The duties of a director of a Cayman company are found in the common law and include (i) the duty to act bona fide in the best interests of the company, (ii) a duty to exercise his or her powers for proper purposes (and not to exercise them for purposes for which they were not conferred), and (iii) a duty not to make secret profits.

British Virgin Islands

The law governing the “duties of directors and conflicts” is set out in Division 3 of Part VI of the BVI Business Companies Act, 2004 (as amended) (the “Act”). These largely mirror the position at common law and include, for example, (i) the duty to “act honestly and in good faith and in what the director believes to be in the best interests of the company”(section 120); (ii) the duty to exercise powers “for a proper purpose” and a requirement that a director “shall not act, or agree to the company acting, in a manner which contravenes this Act or the memorandum or articles of the company” (section 121); and (iii) a requirement that “a director of a company shall forthwith after becoming aware of the fact that he or she is interested in a transaction entered into or to be entered into by the company, disclose the interest to the board of the company” (section 124). It is interesting to note that the Act also provides that a director of a company that is a wholly-owned subsidiary, subsidiary or joint venture company may, subject to certain requirements, act in the best interests of the relevant parent, or in the case of the joint venture company, the relevant shareholders even though such act may not be in the best interests of the company of which he or she is a director.

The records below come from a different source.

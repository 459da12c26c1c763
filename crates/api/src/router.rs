//! Shared application router builder.
//!
//! Provides [`build_app_router`] so the service binaries and the integration
//! tests (`tests/common/mod.rs`) use the exact same middleware stack.

use std::any::Any;
use std::time::Duration;

use axum::http::header::{AUTHORIZATION, CONTENT_TYPE};
use axum::http::{HeaderName, HeaderValue, Method, StatusCode};
use axum::response::Response;
use axum::Router;
use tower_http::catch_panic::CatchPanicLayer;
use tower_http::cors::CorsLayer;
use tower_http::request_id::{MakeRequestUuid, PropagateRequestIdLayer, SetRequestIdLayer};
use tower_http::timeout::TimeoutLayer;
use tower_http::trace::{DefaultMakeSpan, DefaultOnResponse, TraceLayer};
use tracing::Level;

use crate::config::ServerConfig;
use crate::error::{failure, AppError};
use crate::routes;
use crate::state::AppState;

/// Build the full application [`Router`] for `config.service`.
///
/// The middleware stack is applied bottom-up:
///
/// 1. CORS
/// 2. Set request ID on incoming requests
/// 3. Structured request/response tracing
/// 4. Propagate request ID to response
/// 5. Request timeout
/// 6. Panic recovery (catch panics, return the 500 failure envelope)
///
/// Unknown paths and wrong methods answer with the failure envelope too.
pub fn build_app_router(state: AppState, config: &ServerConfig) -> Router {
    let cors = build_cors_layer(config);
    let request_id_header = HeaderName::from_static("x-request-id");

    Router::new()
        .merge(routes::health::router())
        .merge(routes::service_routes(config.service))
        .fallback(|| async { AppError::NoRoute })
        .method_not_allowed_fallback(|| async { AppError::MethodNotAllowed })
        // -- Middleware stack (applied bottom-up) --
        .layer(CatchPanicLayer::custom(handle_panic))
        .layer(TimeoutLayer::with_status_code(
            StatusCode::REQUEST_TIMEOUT,
            Duration::from_secs(config.request_timeout_secs),
        ))
        .layer(PropagateRequestIdLayer::new(request_id_header.clone()))
        .layer(
            TraceLayer::new_for_http()
                .make_span_with(DefaultMakeSpan::new().level(Level::INFO))
                .on_response(DefaultOnResponse::new().level(Level::INFO)),
        )
        .layer(SetRequestIdLayer::new(request_id_header, MakeRequestUuid))
        .layer(cors)
        .with_state(state)
}

fn handle_panic(payload: Box<dyn Any + Send + 'static>) -> Response {
    let detail = payload
        .downcast_ref::<String>()
        .map(String::as_str)
        .or_else(|| payload.downcast_ref::<&str>().copied())
        .unwrap_or("unknown panic payload");
    tracing::error!(panic = %detail, "Handler panicked");

    failure(
        StatusCode::INTERNAL_SERVER_ERROR,
        "INTERNAL_ERROR",
        "An internal error occurred".to_string(),
    )
}

/// Build the CORS middleware layer from server configuration.
///
/// Origins that are not valid header values are skipped with a warning.
fn build_cors_layer(config: &ServerConfig) -> CorsLayer {
    let origins: Vec<HeaderValue> = config
        .cors_origins
        .iter()
        .filter_map(|o| match o.parse() {
            Ok(origin) => Some(origin),
            Err(e) => {
                tracing::warn!(origin = %o, error = %e, "Ignoring invalid CORS origin");
                None
            }
        })
        .collect();

    CorsLayer::new()
        .allow_origin(origins)
        .allow_methods([Method::GET, Method::POST, Method::DELETE, Method::PATCH])
        .allow_headers([CONTENT_TYPE, AUTHORIZATION])
        .allow_credentials(true)
        .max_age(Duration::from_secs(3600))
}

What is the standard of care that a director owes?

Cayman Islands

The common law applies to the Cayman Islands such that a director is under a duty to act with reasonable care, skill and diligence in the performance of his or her duties. In the English caselaw authority of Re City Equitable Fire Insurance Co [1925] Ch. 407 it was held that a director need not exhibit in the performance of his or her duties a greater degree of skill than may reasonably be expected from a person of his or her knowledge and experience. This highly subjective test, however, has been met with increasing criticism in more recent years and there is further English caselaw authority to suggest that directors are nevertheless subject to an objective duty to “take such care as an ordinary man might be expected to take on his own behalf” (Dorchester Finance Co v Stebbing [1989] BCLC 498 (decided in 1977)). As such, a distinction appears to be drawn between the duty of skill on the one hand and the duty to take care on the other. However, in Re City Equitable Fire Insurance Co it was further held that “in respect of all duties that, having regard to the exigencies of business, and the articles of association, may be properly left to some other official, a director is, in the absence of grounds for suspicion, justified in trusting to that official to perform such duties honestly.”

British Virgin Islands

In the BVI, the Act provides that “A director of a company, when exercising powers or performing duties as a director shall exercise the care, diligence and skill that a reasonable director would exercise in the same circumstances taking into account, but without limitation:

(i) the nature of the company;
(ii) the nature of the decision; and
(iii) the position of the director and the nature of the responsibilities undertaken by him or her.”

This duty is qualified by section 123 of the Act to the extent that the director of a company is entitled to rely upon the register of members and upon books, records, financial statements and other information prepared or supplied, and on professional or expert advice given, by:

(i) an employee of the company whom the director believes on reasonable grounds to be reliable and competent in relation to the matters concerned;

(ii) a professional adviser or expert in relation to matters which the director believes on reasonable grounds to be within the person's professional or expert competence; and

(iii) any other director, or committee of directors upon which the director did not serve, in relation to matters within the director’s or committee’s designated authority.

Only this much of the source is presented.